Hermann von Helmholtz schlug im Handbuch der physiologischen Optik (1867) vor, dass Wahrnehmung unbewusste Schlussfolgerung sei: Das Gehirn erschließt aus seinen Sinneseingaben die wahrscheinlichste Ursache, gegeben seine vorherigen Erwartungen. Der Gedanke war radikal und geriet im folgenden Jahrhundert weitgehend in Vergessenheit, als Behaviorismus und informationsverarbeitende Kognitionswissenschaft die Psychologie um Reiz-Reaktions-Schemata herum organisierten. Karl Friston am UCL fügte ihn ab etwa 2005 zu einem kohärenten neurowissenschaftlichen Programm zusammen. Das Gehirn ist demnach nicht in erster Linie eine Reiz-Reaktions-Vorrichtung, sondern eine Vorhersagemaschine, die von oben herab Erwartungen über die Sinneseingaben erzeugt, sie mit den tatsächlichen Daten vergleicht und dann entweder ihr Modell anpasst (Wahrnehmung) oder die Welt verändert (Handlung), um die Diskrepanz zu verringern.
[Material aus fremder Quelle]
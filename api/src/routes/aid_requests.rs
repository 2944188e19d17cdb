use actix_web::{
    get, post,
    web::{Data, Json},
    HttpResponse,
};
use bigdecimal::BigDecimal;
use rust_decimal::Decimal;
use rust_decimal_macros::dec;
use serde::Deserialize;
use serde_json::json;
use std::collections::HashSet;
use std::str::FromStr;
use uuid::Uuid;
use xerror::api::*;

use core_types::{AidRequestStatus, AidType, UserId};
use models::aid_requests::AidRequest;
use models::verifiers::Verifier;
use utils::time::time_now;

use crate::jwt::*;
use crate::WebDbPool;

#[get("/aid_requests")]
pub async fn get_aid_requests(pool: WebDbPool, auth_data: AuthData) -> Result<HttpResponse, ApiError> {
    let conn = pool.get().map_err(|_| ApiError::Db(DbError::DbConnectionError))?;

    let requests =
        AidRequest::get_by_uid(&conn, auth_data.uid).map_err(|_| ApiError::Db(DbError::CouldNotFetchData))?;

    Ok(HttpResponse::Ok().json(&requests))
}

#[derive(Deserialize)]
pub struct CreateAidRequestData {
    pub request_type: String,
    pub amount: Decimal,
    pub description: Option<String>,
    pub location: String,
    pub urgency_level: Option<i32>,
}

#[post("/aid_requests")]
pub async fn create_aid_request(
    pool: WebDbPool,
    auth_data: AuthData,
    request_data: Json<CreateAidRequestData>,
) -> Result<HttpResponse, ApiError> {
    let conn = pool.get().map_err(|_| ApiError::Db(DbError::DbConnectionError))?;

    if request_data.amount <= dec!(0) {
        return Err(ApiError::Request(RequestError::InvalidAmount));
    }

    if request_data.location.trim().is_empty() {
        return Err(ApiError::Request(RequestError::MissingField));
    }

    let aid_type = request_data
        .request_type
        .parse::<AidType>()
        .map_err(|_| ApiError::Request(RequestError::InvalidValue))?;

    let urgency_level = request_data.urgency_level.unwrap_or(3).clamp(1, 5);

    let now = time_now() as i64;
    let aid_request = AidRequest {
        id: Uuid::new_v4(),
        uid: auth_data.uid,
        request_type: aid_type.to_string(),
        amount: BigDecimal::from_str(&request_data.amount.to_string()).unwrap_or_default(),
        description: request_data.description.clone(),
        location: request_data.location.clone(),
        urgency_level,
        need_score: urgency_level * 20,
        status: AidRequestStatus::Pending.to_string(),
        zk_proof_hash: None,
        midnight_tx_hash: None,
        created_at: now,
        updated_at: now,
    };

    aid_request
        .insert(&conn)
        .map_err(|_| ApiError::Db(DbError::CouldNotInsertData))?;

    Ok(HttpResponse::Ok().json(&aid_request))
}

#[derive(Deserialize)]
pub struct UpdateAidRequestStatusData {
    pub id: Uuid,
    pub status: String,
}

#[post("/aid_requests/status")]
pub async fn update_aid_request_status(
    pool: WebDbPool,
    admin_uids: Data<HashSet<UserId>>,
    auth_data: AuthData,
    update_data: Json<UpdateAidRequestStatusData>,
) -> Result<HttpResponse, ApiError> {
    let conn = pool.get().map_err(|_| ApiError::Db(DbError::DbConnectionError))?;

    let status = update_data
        .status
        .parse::<AidRequestStatus>()
        .map_err(|_| ApiError::Request(RequestError::InvalidValue))?;

    // Only admins and registered verifiers may move a request through its lifecycle.
    let is_admin = admin_uids.contains(&(auth_data.uid as u64));
    if !is_admin && Verifier::get_by_uid(&conn, auth_data.uid).is_err() {
        return Err(ApiError::Auth(AuthError::NotAnAdmin));
    }

    if AidRequest::get_by_id(&conn, update_data.id).is_err() {
        return Err(ApiError::Db(DbError::RecordDoesNotExist));
    }

    AidRequest::update_status(&conn, update_data.id, &status.to_string())
        .map_err(|_| ApiError::Db(DbError::CouldNotInsertData))?;

    Ok(HttpResponse::Ok().json(json!({"id": update_data.id, "status": status})))
}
Das Predictive Processing ist die empirisch greifbare Ebene. Kortikale Hierarchien erzeugen Vorhersagen über die Aktivität der jeweils darunterliegenden Schichten; Vorhersagefehler pflanzen sich nach oben fort; das System passt die Vorhersagen an, um den Fehler zu minimieren. Das Rao-Ballard-Modell von 1999 lieferte die kanonische Umsetzung. Es erfasst eine erstaunliche Bandbreite von Phänomenen: das End-Stopping, die bistabile Wahrnehmung (der Necker-Würfel, der zwischen konkurrierenden Hypothesen kippt), Adelsons Schachbrettschatten-Illusion, das Kanizsa-Dreieck mit seinen Scheinkonturen. Anil Seths Bild der kontrollierten Halluzination — Wahrnehmung als bester Schätzwert des Gehirns über das, was da draußen ist, wobei die Sinneseingabe das Erleben korrigiert statt es zu konstruieren — ist die zugängliche Form dieser Sicht. Handlung ist in diesem Rahmen aktive Inferenz: Der Akteur wirkt auf die Welt ein, damit die Sinnesdaten seinen Vorhersagen entsprechen, wobei Motoneuronen feuern, weil sie den Vorhersagefehler über die erwartete Propriozeption korrigieren. Der Rahmen löst die Trennung von Wahrnehmung und Handlung auf. Das Prinzip der freien Energie verallgemeinert das Bild: Jedes System, das seine Grenzen gegen die entropische Auflösung aufrechterhält, tut etwas, das der Minimierung freier Energie gleichkommt. Die Mathematik — variationelle freie Energie, Markov-Decken, aktive Inferenz unter generativen Modellen — ist keineswegs trivial. Zu den empirischen Vorhersagen gehören bestimmte Muster kortikaler Aktivität, die Präzisionsgewichtung in der Aufmerksamkeit und psychiatrische Störungen (Autismus als überpräziser Vorhersagefehler; Schizophrenie als fehljustierte Präzision, die aus inneren Vorhersagen Halluzinationen erzeugt). Ob der Rahmen eine gehaltvolle Theorie oder eine Tautologie ist, die auf alles passt, ist umstritten.
Das Predictive Processing ist der voreingestellte zeitgenössische Rahmen für die systemneurowissenschaftliche Modellierung von Wahrnehmung, Aufmerksamkeit, motorischer Kontrolle und Lernen. Die computationale Psychiatrie läuft darauf. Autismus wird als überpräzise Gewichtung der Vorannahmen neu gefasst; die positiven Symptome der Schizophrenie als fehljustierte Präzision, die es Vorhersagen von oben erlaubt, die Evidenz zu übergehen. Die psychedelisch begleitete Therapie wird als Lockerung übergeordneter Vorannahmen erklärt, die eine Reorganisation eingefahrener Modelle hinter Depression und PTBS erlaubt (REBUS-Hypothese, Carhart-Harris 2019). Der Rahmen ist in die KI übergegangen: Transformer-Architekturen sind in einem präzisen Sinn vorhersagefehler-minimierend, und die Konvergenz von Gehirn und Sprachmodell ist der strukturelle Zug, auf den Forscher am häufigsten verweisen, die Intelligenz für grundlegend prädiktiv halten. Anil Seths Being You (2021) ist die populäre Synthese.